# The Defenders (Netflix show)



## AsianTrumpSupporter (Aug 18, 2017)

I loved seasons 1 and 2 of Daredevil, but I mainly loved it due to how grounded it felt. For the most part, there were no super powers except a bit from the bad guys, but that felt more like the paranormal and the occult. The Hand seemed more like R'as al Ghul and the League of Shadows in Batman.

I only watched 1 episode of Jessica Jones, none of Luke Cage, and I caught one of the later episodes of Iron Fist when I was at a friend's house. I wasn't really interested in those shows, because the characters were so strong in terms of super powers. I prefer the toned down blind man with heightened senses theme of Daredevil.

I also refused to watch Iron Fist, because it's basically yet another White person playing what could have been an Asian character (Marvel does a lot of that). 

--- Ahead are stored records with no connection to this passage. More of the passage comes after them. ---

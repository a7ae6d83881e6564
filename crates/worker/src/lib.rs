//! Deferred-execution primitives for cooperative syntax work.
//!
//! All syntax work runs on the host's single event thread. Long operations are
//! spread over several turns of that thread instead of being moved to another
//! OS thread, so the only thing the syntax core needs from its host is a way
//! to run a closure "soon", "later", or "soon, once per key".
//!
//! * [`Scheduler`]: the seam the syntax core depends on
//! * [`ManualScheduler`]: deterministic, owner-driven queue with a virtual clock
//! * [`LocalScheduler`]: tokio `LocalSet` implementation for async hosts

mod class;
mod local;
mod manual;
mod schedule;

pub use class::TaskClass;
pub use local::LocalScheduler;
pub use manual::ManualScheduler;
pub use schedule::{Scheduler, Task, TaskKey, TimerId};
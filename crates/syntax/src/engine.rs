//! The seam between the syntax core and an incremental parser.
//!
//! The core never inspects trees itself. It asks the engine to parse with a
//! time budget, tells trees about edits, diffs old and new trees, and runs
//! highlight queries restricted to a range of rows.

use std::ops::Range;
use std::rc::Rc;
use std::time::Duration;

use thiserror::Error;

use crate::edit::{Point, SyntaxTreeEdit, line_stop};
use crate::ranges::LineRange;

/// Reasons a parse attempt produced no tree.
#[derive(Error, Debug, Clone, Copy, PartialEq, Eq)]
pub enum ParseError {
	/// The attempt ran out of its time budget. Calling `parse` again with the
	/// same input resumes where it stopped.
	#[error("parse attempt exceeded its time budget")]
	Timeout,
}

/// A region whose syntactic structure differs between two trees.
#[derive(Debug, Clone, Copy, PartialEq, Eq)]
pub struct ChangedRange {
	pub start_byte: usize,
	pub end_byte: usize,
	pub start_point: Point,
	pub end_point: Point,
}

impl ChangedRange {
	/// Lines covered by the change, never empty.
	pub fn lines(&self) -> LineRange {
		let start = self.start_point.row;
		LineRange::new(start, line_stop(self.end_point).max(start + 1))
	}
}

/// Parse result produced by a [`ParseEngine`].
pub trait SyntaxTree: Clone {
	/// Adjusts the tree in place to account for a textual edit made since it
	/// was produced.
	fn edit(&mut self, edit: &SyntaxTreeEdit);

	/// Regions where `self` and `new` differ structurally.
	fn changed_ranges(&self, new: &Self) -> Vec<ChangedRange>;

	/// Indented, human-readable listing of the nodes intersecting `rows`.
	fn dump(&self, rows: Range<usize>) -> String;
}

/// An incremental parser.
pub trait ParseEngine {
	type Tree: SyntaxTree;

	/// Parses `text`, reusing `old_tree` (already edited) where possible.
	///
	/// The engine gives up with [`ParseError::Timeout`] once `budget` has been
	/// spent and keeps its progress for the next call.
	fn parse(&mut self, text: &[u8], old_tree: Option<&Self::Tree>, budget: Duration) -> Result<Self::Tree, ParseError>;

	/// Discards progress kept from a timed-out attempt, so the next call
	/// starts from scratch on different text.
	fn reset(&mut self) {}
}

/// One named node matched by a highlight query.
#[derive(Debug, Clone, PartialEq, Eq)]
pub struct Capture {
	pub name: Rc<str>,
	pub start: Point,
	pub end: Point,
}

/// A compiled query that turns tree nodes into named captures.
pub trait HighlightQuery {
	type Tree;

	/// Captures for nodes intersecting `range`.
	///
	/// `source` is the text the tree was parsed from; it is needed to evaluate
	/// text predicates.
	fn captures(&self, tree: &Self::Tree, source: &[u8], range: Range<Point>) -> Vec<Capture>;
}
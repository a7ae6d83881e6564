use thiserror::Error;

/// Reasons syntax tracking could not be enabled for a buffer.
#[derive(Error, Debug)]
pub enum SetupError {
	#[error("cannot run tree-sitter on {0} text")]
	UnsupportedEncoding(String),
	#[error("no tree-sitter support registered for filetype {0:?}")]
	NoGrammar(String),
	#[error("grammar for {filetype:?} cannot be loaded: {source}")]
	Language {
		filetype: String,
		#[source]
		source: tree_sitter::LanguageError,
	},
	#[error("highlight query for {filetype:?} failed to compile: {source}")]
	Query {
		filetype: String,
		#[source]
		source: tree_sitter::QueryError,
	},
}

Luckily, Iron Fist wasn't in episode 1 enough to annoy me too much. The episode as a whole was ok, but I still prefer the Daredevil characters over Jessica Jones, Luke Cage, and Iron Fist. Jessica Jones is a bit better in this opening episode.

The strongest addition in terms of acting is definitely Sigourney Weaver. Not much is revealed about her in this opening episode, but you can tell she's a bad ass. I do look forward to finding out more about her character.

In the last 5-10 minutes of the episode, the show starts to build up to what looks like a big, epic cliffhanger. But then they cut it off right before they even give a hint of what's going on in terms of what the team is going up against this season.

Overall, I give this episode a 7/10. I might've bumped it up to 8/10 if it had a better cliffhanger, but it didn't. I do intend to keep watching.


----------



## aaronleland (Aug 18, 2017)

I was just getting ready to turn on the first episode.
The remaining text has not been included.